At the end of the orchard they came to a gentle hill that sloped away to the south forming a huge bowl of sorts ringed on all sides by more hills.

Gaston-the lanky black man who scouted for the Europeans-stood at the top of that gentle knoll with Armand and a small group of biker-cavalry.

“Father? What is it?”

Trevor made out things of various shapes and sizes filling the small valley, but no movement.

“My God,” Armand-standing next to his ride in his biker’s leather-muttered. “I think I have never seen the like. Am I really seeing this?”

Trevor raised his binoculars for a better view. His eyes managed to adjust to the darkness and as they did, he understood what he saw.

The tanks stood out the most. About a half-dozen Russian T-72s as still as statues. Their green armor had faded in several spots and thin coats of black dust settled across the cupolas. Their thick treads and long barrels made Trevor see them as something akin to T-Rex fossils: harmless at the moment, but fearsome to behold.

An additional pair of tracked vehicles shared the same fate as the tanks. It took Trevor’s collection of genetic memories a moment to identify them as Akatsiya self-propelled artillery pieces. Several wheeled vehicles in the form of BTR APCs also shared the graveyard of armor.

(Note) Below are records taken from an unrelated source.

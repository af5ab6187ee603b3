//! Content store: single source of truth for the site document.
//!
//! Every mutation replaces the relevant slice of the in-memory document and
//! synchronously rewrites the whole document to storage. There are no partial
//! writes and no debouncing; one mutation means one write.

use std::sync::Arc;

use crate::errors::StoreError;
use crate::models::{
    AboutContent, Collection, ContactContent, Event, EventPatch, GalleryImage, GalleryImagePatch,
    HeroContent, MenuItem, MenuItemPatch, ReviewPlatform, ReviewPlatformPatch, Review,
    ReviewPatch, Section, SiteData,
};
use crate::seed;
use crate::storage::{Storage, CONTENT_KEY};

/// Store for the whole-site content document.
pub struct ContentStore {
    storage: Arc<dyn Storage>,
    data: SiteData,
}

impl ContentStore {
    /// Load the persisted document, or fall back to the bundled seed.
    ///
    /// A document that is present but unparsable counts as absent; the store
    /// never propagates a parse error from old data. The resulting document is
    /// written back immediately so storage and memory agree from the start.
    pub fn new(storage: Arc<dyn Storage>) -> Result<Self, StoreError> {
        let data = match storage.get(CONTENT_KEY) {
            Some(raw) => match serde_json::from_str::<SiteData>(&raw) {
                Ok(data) => data,
                Err(e) => {
                    tracing::warn!("Persisted content is unparsable, reseeding: {}", e);
                    seed::default_site_data()
                }
            },
            None => {
                tracing::info!("No persisted content found, seeding defaults");
                seed::default_site_data()
            }
        };

        let store = Self { storage, data };
        store.persist()?;
        Ok(store)
    }

    /// The current document.
    pub fn data(&self) -> &SiteData {
        &self.data
    }

    /// Serialize the full document and write it under the content key.
    fn persist(&self) -> Result<(), StoreError> {
        let json = serde_json::to_string(&self.data)?;
        self.storage.set(CONTENT_KEY, &json)
    }

    // ==================== SINGLETON SECTIONS ====================

    /// Replace the hero section wholesale.
    pub fn update_hero(&mut self, hero: HeroContent) -> Result<(), StoreError> {
        self.data.hero = hero;
        self.persist()
    }

    /// Replace the about section wholesale.
    pub fn update_about(&mut self, about: AboutContent) -> Result<(), StoreError> {
        self.data.about = about;
        self.persist()
    }

    /// Replace the contact section wholesale.
    pub fn update_contact(&mut self, contact: ContactContent) -> Result<(), StoreError> {
        self.data.contact = contact;
        self.persist()
    }

    // ==================== MENU OPERATIONS ====================

    /// Append a menu item. Rejects an id already present in the menu.
    pub fn add_menu_item(&mut self, item: MenuItem) -> Result<(), StoreError> {
        if self.data.menu.iter().any(|m| m.id == item.id) {
            return Err(StoreError::DuplicateId {
                collection: "menu",
                id: item.id,
            });
        }
        self.data.menu.push(item);
        self.persist()
    }

    /// Merge `patch` into the menu item with `id`. No-op if the id is absent.
    pub fn update_menu_item(&mut self, id: &str, patch: &MenuItemPatch) -> Result<(), StoreError> {
        match self.data.menu.iter_mut().find(|m| m.id == id) {
            Some(item) => {
                patch.apply(item);
                self.persist()
            }
            None => Ok(()),
        }
    }

    /// Remove the menu item with `id`. No-op if the id is absent.
    pub fn delete_menu_item(&mut self, id: &str) -> Result<(), StoreError> {
        match self.data.menu.iter().position(|m| m.id == id) {
            Some(idx) => {
                self.data.menu.remove(idx);
                self.persist()
            }
            None => Ok(()),
        }
    }

    // ==================== EVENT OPERATIONS ====================

    pub fn add_event(&mut self, event: Event) -> Result<(), StoreError> {
        if self.data.events.iter().any(|e| e.id == event.id) {
            return Err(StoreError::DuplicateId {
                collection: "events",
                id: event.id,
            });
        }
        self.data.events.push(event);
        self.persist()
    }

    pub fn update_event(&mut self, id: &str, patch: &EventPatch) -> Result<(), StoreError> {
        match self.data.events.iter_mut().find(|e| e.id == id) {
            Some(event) => {
                patch.apply(event);
                self.persist()
            }
            None => Ok(()),
        }
    }

    pub fn delete_event(&mut self, id: &str) -> Result<(), StoreError> {
        match self.data.events.iter().position(|e| e.id == id) {
            Some(idx) => {
                self.data.events.remove(idx);
                self.persist()
            }
            None => Ok(()),
        }
    }

    // ==================== REVIEW OPERATIONS ====================

    pub fn add_review(&mut self, review: Review) -> Result<(), StoreError> {
        if self.data.reviews.iter().any(|r| r.id == review.id) {
            return Err(StoreError::DuplicateId {
                collection: "reviews",
                id: review.id,
            });
        }
        self.data.reviews.push(review);
        self.persist()
    }

    pub fn update_review(&mut self, id: &str, patch: &ReviewPatch) -> Result<(), StoreError> {
        match self.data.reviews.iter_mut().find(|r| r.id == id) {
            Some(review) => {
                patch.apply(review);
                self.persist()
            }
            None => Ok(()),
        }
    }

    pub fn delete_review(&mut self, id: &str) -> Result<(), StoreError> {
        match self.data.reviews.iter().position(|r| r.id == id) {
            Some(idx) => {
                self.data.reviews.remove(idx);
                self.persist()
            }
            None => Ok(()),
        }
    }

    // ==================== GALLERY OPERATIONS ====================

    pub fn add_gallery_image(&mut self, image: GalleryImage) -> Result<(), StoreError> {
        if self.data.gallery.iter().any(|g| g.id == image.id) {
            return Err(StoreError::DuplicateId {
                collection: "gallery",
                id: image.id,
            });
        }
        self.data.gallery.push(image);
        self.persist()
    }

    pub fn update_gallery_image(
        &mut self,
        id: &str,
        patch: &GalleryImagePatch,
    ) -> Result<(), StoreError> {
        match self.data.gallery.iter_mut().find(|g| g.id == id) {
            Some(image) => {
                patch.apply(image);
                self.persist()
            }
            None => Ok(()),
        }
    }

    pub fn delete_gallery_image(&mut self, id: &str) -> Result<(), StoreError> {
        match self.data.gallery.iter().position(|g| g.id == id) {
            Some(idx) => {
                self.data.gallery.remove(idx);
                self.persist()
            }
            None => Ok(()),
        }
    }

    // ==================== REVIEW PLATFORM OPERATIONS ====================

    pub fn add_review_platform(&mut self, platform: ReviewPlatform) -> Result<(), StoreError> {
        if self.data.review_platforms.iter().any(|p| p.id == platform.id) {
            return Err(StoreError::DuplicateId {
                collection: "reviewPlatforms",
                id: platform.id,
            });
        }
        self.data.review_platforms.push(platform);
        self.persist()
    }

    pub fn update_review_platform(
        &mut self,
        id: &str,
        patch: &ReviewPlatformPatch,
    ) -> Result<(), StoreError> {
        match self.data.review_platforms.iter_mut().find(|p| p.id == id) {
            Some(platform) => {
                patch.apply(platform);
                self.persist()
            }
            None => Ok(()),
        }
    }

    pub fn delete_review_platform(&mut self, id: &str) -> Result<(), StoreError> {
        match self.data.review_platforms.iter().position(|p| p.id == id) {
            Some(idx) => {
                self.data.review_platforms.remove(idx);
                self.persist()
            }
            None => Ok(()),
        }
    }

    // ==================== PUBLISH TOGGLES ====================

    /// Flip the `published` flag on a singleton section.
    pub fn toggle_section(&mut self, section: Section) -> Result<(), StoreError> {
        let flag = match section {
            Section::Hero => &mut self.data.hero.published,
            Section::About => &mut self.data.about.published,
            Section::Contact => &mut self.data.contact.published,
        };
        *flag = !*flag;
        tracing::debug!(section = section.as_str(), "Toggled section visibility");
        self.persist()
    }

    /// Flip the `published` flag on a collection element. No-op if the id is
    /// absent; toggling the same id twice restores the original document.
    pub fn toggle_item(&mut self, collection: Collection, id: &str) -> Result<(), StoreError> {
        let flag = match collection {
            Collection::Menu => self
                .data
                .menu
                .iter_mut()
                .find(|m| m.id == id)
                .map(|m| &mut m.published),
            Collection::Events => self
                .data
                .events
                .iter_mut()
                .find(|e| e.id == id)
                .map(|e| &mut e.published),
            Collection::Reviews => self
                .data
                .reviews
                .iter_mut()
                .find(|r| r.id == id)
                .map(|r| &mut r.published),
            Collection::Gallery => self
                .data
                .gallery
                .iter_mut()
                .find(|g| g.id == id)
                .map(|g| &mut g.published),
            Collection::ReviewPlatforms => self
                .data
                .review_platforms
                .iter_mut()
                .find(|p| p.id == id)
                .map(|p| &mut p.published),
        };

        match flag {
            Some(flag) => {
                *flag = !*flag;
                tracing::debug!(
                    collection = collection.as_str(),
                    id,
                    "Toggled item visibility"
                );
                self.persist()
            }
            None => Ok(()),
        }
    }
}
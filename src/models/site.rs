//! The aggregate site document and mutation targets.

use serde::{Deserialize, Serialize};

use super::{
    AboutContent, ContactContent, Event, GalleryImage, HeroContent, MenuItem, ReviewPlatform,
    Review,
};

/// The whole-site document. Persisted as one JSON object; every mutation
/// rewrites it in full.
#[derive(Debug, Clone, PartialEq, Serialize, Deserialize)]
#[serde(rename_all = "camelCase")]
pub struct SiteData {
    pub hero: HeroContent,
    pub about: AboutContent,
    pub menu: Vec<MenuItem>,
    pub events: Vec<Event>,
    pub reviews: Vec<Review>,
    pub gallery: Vec<GalleryImage>,
    pub contact: ContactContent,
    pub review_platforms: Vec<ReviewPlatform>,
}

/// A singleton content section carrying its own `published` flag.
#[derive(Debug, Clone, Copy, PartialEq, Eq)]
pub enum Section {
    Hero,
    About,
    Contact,
}

impl Section {
    pub fn as_str(&self) -> &'static str {
        match self {
            Section::Hero => "hero",
            Section::About => "about",
            Section::Contact => "contact",
        }
    }
}

/// An ordered collection of identity-bearing items.
#[derive(Debug, Clone, Copy, PartialEq, Eq)]
pub enum Collection {
    Menu,
    Events,
    Reviews,
    Gallery,
    ReviewPlatforms,
}

impl Collection {
    pub fn as_str(&self) -> &'static str {
        match self {
            Collection::Menu => "menu",
            Collection::Events => "events",
            Collection::Reviews => "reviews",
            Collection::Gallery => "gallery",
            Collection::ReviewPlatforms => "reviewPlatforms",
        }
    }
}
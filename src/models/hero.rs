//! Hero banner content.

use serde::{Deserialize, Serialize};

/// The hero banner at the top of the page.
#[derive(Debug, Clone, PartialEq, Serialize, Deserialize)]
#[serde(rename_all = "camelCase")]
pub struct HeroContent {
    pub subtitle: String,
    pub title: String,
    pub description: String,
    pub cta_primary: String,
    pub cta_secondary: String,
    #[serde(skip_serializing_if = "Option::is_none")]
    pub background_image: Option<String>,
    pub published: bool,
}
//! Ole Restaurant Site Content Core
//!
//! Content and session stores for a single-page restaurant website with an
//! in-browser admin panel. The whole site lives in one [`models::SiteData`]
//! document; every mutation rewrites it in full under a fixed storage key,
//! and the public page reads it back through the publish filters in
//! [`display`].

pub mod auth;
pub mod config;
pub mod display;
pub mod errors;
pub mod models;
pub mod seed;
pub mod storage;
pub mod store;

use std::sync::Arc;

use config::Config;
use errors::StoreError;
use storage::{FileStorage, Storage};
use store::{ContentStore, SessionStore};

/// The two stores and their configuration, sharing one backing storage.
///
/// Construct once at startup and pass by reference to consumers; there are no
/// ambient globals. Dropping it is the teardown.
pub struct SiteCms {
    pub content: ContentStore,
    pub session: SessionStore,
    pub config: Arc<Config>,
}

impl SiteCms {
    /// Open file-backed stores under the configured data directory.
    pub fn open(config: Config) -> Result<Self, StoreError> {
        tracing::info!("Data directory: {:?}", config.data_dir);
        let storage: Arc<dyn Storage> = Arc::new(FileStorage::open(&config.data_dir)?);
        Self::with_storage(storage, config)
    }

    /// Open stores over an injected storage, e.g. [`storage::MemoryStorage`]
    /// in tests.
    pub fn with_storage(storage: Arc<dyn Storage>, config: Config) -> Result<Self, StoreError> {
        let content = ContentStore::new(Arc::clone(&storage))?;
        let session = SessionStore::new(storage);
        Ok(Self {
            content,
            session,
            config: Arc::new(config),
        })
    }
}

#[cfg(test)]
mod tests;
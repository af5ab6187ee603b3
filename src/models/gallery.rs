//! Gallery image model and partial-update patch.

use serde::{Deserialize, Serialize};

/// Gallery filter tabs on the public page.
#[derive(Debug, Clone, Copy, PartialEq, Eq, Serialize, Deserialize)]
#[serde(rename_all = "lowercase")]
pub enum GalleryCategory {
    Interior,
    Food,
    Team,
    Events,
}

impl GalleryCategory {
    pub fn as_str(&self) -> &'static str {
        match self {
            GalleryCategory::Interior => "interior",
            GalleryCategory::Food => "food",
            GalleryCategory::Team => "team",
            GalleryCategory::Events => "events",
        }
    }
}

/// A photo in the gallery section.
#[derive(Debug, Clone, PartialEq, Serialize, Deserialize)]
#[serde(rename_all = "camelCase")]
pub struct GalleryImage {
    pub id: String,
    pub src: String,
    pub alt: String,
    pub category: GalleryCategory,
    pub published: bool,
}

/// Partial update for a gallery image.
#[derive(Debug, Clone, Default, Deserialize)]
#[serde(rename_all = "camelCase")]
pub struct GalleryImagePatch {
    #[serde(default)]
    pub src: Option<String>,
    #[serde(default)]
    pub alt: Option<String>,
    #[serde(default)]
    pub category: Option<GalleryCategory>,
    #[serde(default)]
    pub published: Option<bool>,
}

impl GalleryImagePatch {
    pub fn apply(&self, image: &mut GalleryImage) {
        if let Some(src) = &self.src {
            image.src = src.clone();
        }
        if let Some(alt) = &self.alt {
            image.alt = alt.clone();
        }
        if let Some(category) = self.category {
            image.category = category;
        }
        if let Some(published) = self.published {
            image.published = published;
        }
    }
}
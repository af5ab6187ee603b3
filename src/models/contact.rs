//! Contact details and opening hours.

use serde::{Deserialize, Serialize};

/// Opening hours split into weekday and weekend lines.
#[derive(Debug, Clone, PartialEq, Serialize, Deserialize)]
#[serde(rename_all = "camelCase")]
pub struct BusinessHours {
    pub weekday: String,
    pub weekend: String,
}

/// The contact section.
#[derive(Debug, Clone, PartialEq, Serialize, Deserialize)]
#[serde(rename_all = "camelCase")]
pub struct ContactContent {
    pub address: String,
    pub phone: String,
    pub email: String,
    pub business_hours: BusinessHours,
    /// Persisted key is `nearbyMTR`, not the camelCase `nearbyMtr`.
    #[serde(rename = "nearbyMTR")]
    pub nearby_mtr: String,
    pub nearby_parking: String,
    /// Facebook page handle without the scheme, e.g. `www.facebook.com/...`.
    pub facebook: String,
    pub published: bool,
}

Yet it was not the tanks, APCs, or self-propelled artillery that piqued Trevor’s interest the most. That honor fell upon the dozens of empty-and some collapsed-tents, the boxes upon boxes of supply crates, the trio of tanker trucks, the collection of assault rifles and carbines lying about and-most important of all-the Russian army jackets, shirts, pants and boots scattered by the hundreds throughout the field. Enough clothes for a small army.

Gaston-who once worked for Russian intelligence-murmured loud enough for all to hear: “The 276 ^ th motorized rifle regiment. Part of the 34 ^ th Motor Rifle Division.”

A dry, cool wind blew across the scene. The sleeves of empty jackets waved.

“What the hell happened to them?” Armand asked.

“They disappeared,” Trevor answered. “It was happening all the time right before the invasion started. Remember?”

Gaston said, “I have heard that during those first days the central government lost contact with villages and towns along the Urals and that elements of the 34 ^ th Motor Rifle Division were on a training maneuver near here. They were probably dispatched to ascertain the situation.”

“So what happened to them?” Alexander alternated his attention from Trevor to Gaston and back again. “What does it mean?”

Armand quickly shot, “It means more fuel and bullets for us, I would think. Don’t you?”

Trevor pinched his nose as if trying to sort through a chaotic collection of thoughts. He managed to simplify and told them, “Look, it doesn’t matter much right about now. Armand is right, see what your people can scavenge from the wreck. We have bigger things to think about.”

“The buildings down there,” Alexander stepped closer to Trevor. “Is that what we’ve come for?”

“Buildings?” Armand wanted in on the conversation. “What buildings?” Apparently he thought the remains of a vanished Russian regiment served as the day’s biggest revelations.

Jorgie, perhaps trying to chase away concerns over what was to come, hurried to Armand and took hold of his hand. “Come on, I’ll show you.”

With one arm holding his stuffed bunny and the other leading the Frenchman, Jorgie Benjamin Stone led the group away from the abandoned military equipment, through the orchard of skeletal trees, and to the ledge overlooking the dead plain where Voggoth’s temple waited.